Required work ->
The response must match the data below exactly, line for line.

Stored data entries
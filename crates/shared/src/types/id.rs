//! Typed IDs for type-safe entity references.
//!
//! Using typed IDs prevents accidentally passing a `SequenceId` where an `ActorId` is expected.

use serde::{Deserialize, Serialize};
use uuid::Uuid;

/// Macro to generate typed ID wrappers.
macro_rules! typed_id {
    ($name:ident, $doc:expr) => {
        #[doc = $doc]
        #[derive(Debug, Clone, Copy, PartialEq, Eq, Hash, PartialOrd, Ord, Serialize, Deserialize)]
        #[serde(transparent)]
        pub struct $name(pub Uuid);

        impl $name {
            /// Creates a new random ID using UUID v7 (time-ordered).
            #[must_use]
            pub fn new() -> Self {
                Self(Uuid::now_v7())
            }

            /// Creates an ID from an existing UUID.
            #[must_use]
            pub const fn from_uuid(uuid: Uuid) -> Self {
                Self(uuid)
            }

            /// Returns the inner UUID.
            #[must_use]
            pub const fn into_inner(self) -> Uuid {
                self.0
            }
        }

        impl Default for $name {
            fn default() -> Self {
                Self::new()
            }
        }

        impl std::fmt::Display for $name {
            fn fmt(&self, f: &mut std::fmt::Formatter<'_>) -> std::fmt::Result {
                write!(f, "{}", self.0)
            }
        }

        impl std::str::FromStr for $name {
            type Err = uuid::Error;

            fn from_str(s: &str) -> Result<Self, Self::Err> {
                Ok(Self(Uuid::parse_str(s)?))
            }
        }

        impl From<Uuid> for $name {
            fn from(uuid: Uuid) -> Self {
                Self(uuid)
            }
        }
    };
}

typed_id!(SequenceId, "Unique identifier for a document sequence.");
typed_id!(HistoryEntryId, "Unique identifier for a document number history row.");
typed_id!(ResetAuditId, "Unique identifier for a sequence reset audit row.");
typed_id!(
    DocumentId,
    "Identifier of the business record a number was issued for."
);
typed_id!(
    ActorId,
    "Identifier of the operator who triggered an allocation or reset."
);

#[cfg(test)]
mod tests {
    use super::*;
    use std::str::FromStr;

    #[test]
    fn test_typed_id_from_uuid() {
        let uuid = Uuid::new_v4();
        let id = SequenceId::from_uuid(uuid);
        assert_eq!(id.into_inner(), uuid);
    }

    #[test]
    fn test_typed_id_uses_v7() {
        let id = HistoryEntryId::new();
        assert_eq!(id.into_inner().get_version_num(), 7);
    }

    #[test]
    fn test_typed_id_display_round_trips_through_from_str() {
        let uuid = Uuid::new_v4();
        let id = ActorId::from_uuid(uuid);
        assert_eq!(ActorId::from_str(&id.to_string()).unwrap(), id);
    }

    #[test]
    fn test_typed_id_from_str_error() {
        assert!(DocumentId::from_str("invalid").is_err());
    }

    #[test]
    fn test_typed_id_serializes_transparently() {
        let uuid = Uuid::nil();
        let json = serde_json::to_string(&ResetAuditId::from_uuid(uuid)).unwrap();
        assert_eq!(json, format!("\"{uuid}\""));
    }
}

Expected answer ->
filename crates/shared/src/types/id.rs
//! Typed IDs for type-safe entity references.
//!
//! Using typed IDs prevents accidentally passing a `SequenceId` where an `ActorId` is expected.

use serde::{Deserialize, Serialize};
use uuid::Uuid;

/// Macro to generate typed ID wrappers.
macro_rules! typed_id {
    ($name:ident, $doc:expr) => {
        #[doc = $doc]
        #[derive(Debug, Clone, Copy, PartialEq, Eq, Hash, PartialOrd, Ord, Serialize, Deserialize)]
        #[serde(transparent)]
        pub struct $name(pub Uuid);

        impl $name {
            /// Creates a new random ID using UUID v7 (time-ordered).
            #[must_use]
            pub fn new() -> Self {
                Self(Uuid::now_v7())
            }

            /// Creates an ID from an existing UUID.
            #[must_use]
            pub const fn from_uuid(uuid: Uuid) -> Self {
                Self(uuid)
            }

            /// Returns the inner UUID.
            #[must_use]
            pub const fn into_inner(self) -> Uuid {
                self.0
            }
        }

        impl Default for $name {
            fn default() -> Self {
                Self::new()
            }
        }

        impl std::fmt::Display for $name {
            fn fmt(&self, f: &mut std::fmt::Formatter<'_>) -> std::fmt::Result {
                write!(f, "{}", self.0)
            }
        }

        impl std::str::FromStr for $name {
            type Err = uuid::Error;

            fn from_str(s: &str) -> Result<Self, Self::Err> {
                Ok(Self(Uuid::parse_str(s)?))
            }
        }

        impl From<Uuid> for $name {
            fn from(uuid: Uuid) -> Self {
                Self(uuid)
            }
        }
    };
}

typed_id!(SequenceId, "Unique identifier for a document sequence.");
typed_id!(HistoryEntryId, "Unique identifier for a document number history row.");
typed_id!(ResetAuditId, "Unique identifier for a sequence reset audit row.");
typed_id!(
    DocumentId,
    "Identifier of the business record a number was issued for."
);
typed_id!(
    ActorId,
    "Identifier of the operator who triggered an allocation or reset."
);

#[cfg(test)]
mod tests {
    use super::*;
    use std::str::FromStr;

    #[test]
    fn test_typed_id_from_uuid() {
        let uuid = Uuid::new_v4();
        let id = SequenceId::from_uuid(uuid);
        assert_eq!(id.into_inner(), uuid);
    }

    #[test]
    fn test_typed_id_uses_v7() {
        let id = HistoryEntryId::new();
        assert_eq!(id.into_inner().get_version_num(), 7);
    }

    #[test]
    fn test_typed_id_display_round_trips_through_from_str() {
        let uuid = Uuid::new_v4();
        let id = ActorId::from_uuid(uuid);
        assert_eq!(ActorId::from_str(&id.to_string()).unwrap(), id);
    }

    #[test]
    fn test_typed_id_from_str_error() {
        assert!(DocumentId::from_str("invalid").is_err());
    }

    #[test]
    fn test_typed_id_serializes_transparently() {
        let uuid = Uuid::nil();
        let json = serde_json::to_string(&ResetAuditId::from_uuid(uuid)).unwrap();
        assert_eq!(json, format!("\"{uuid}\""));
    }
}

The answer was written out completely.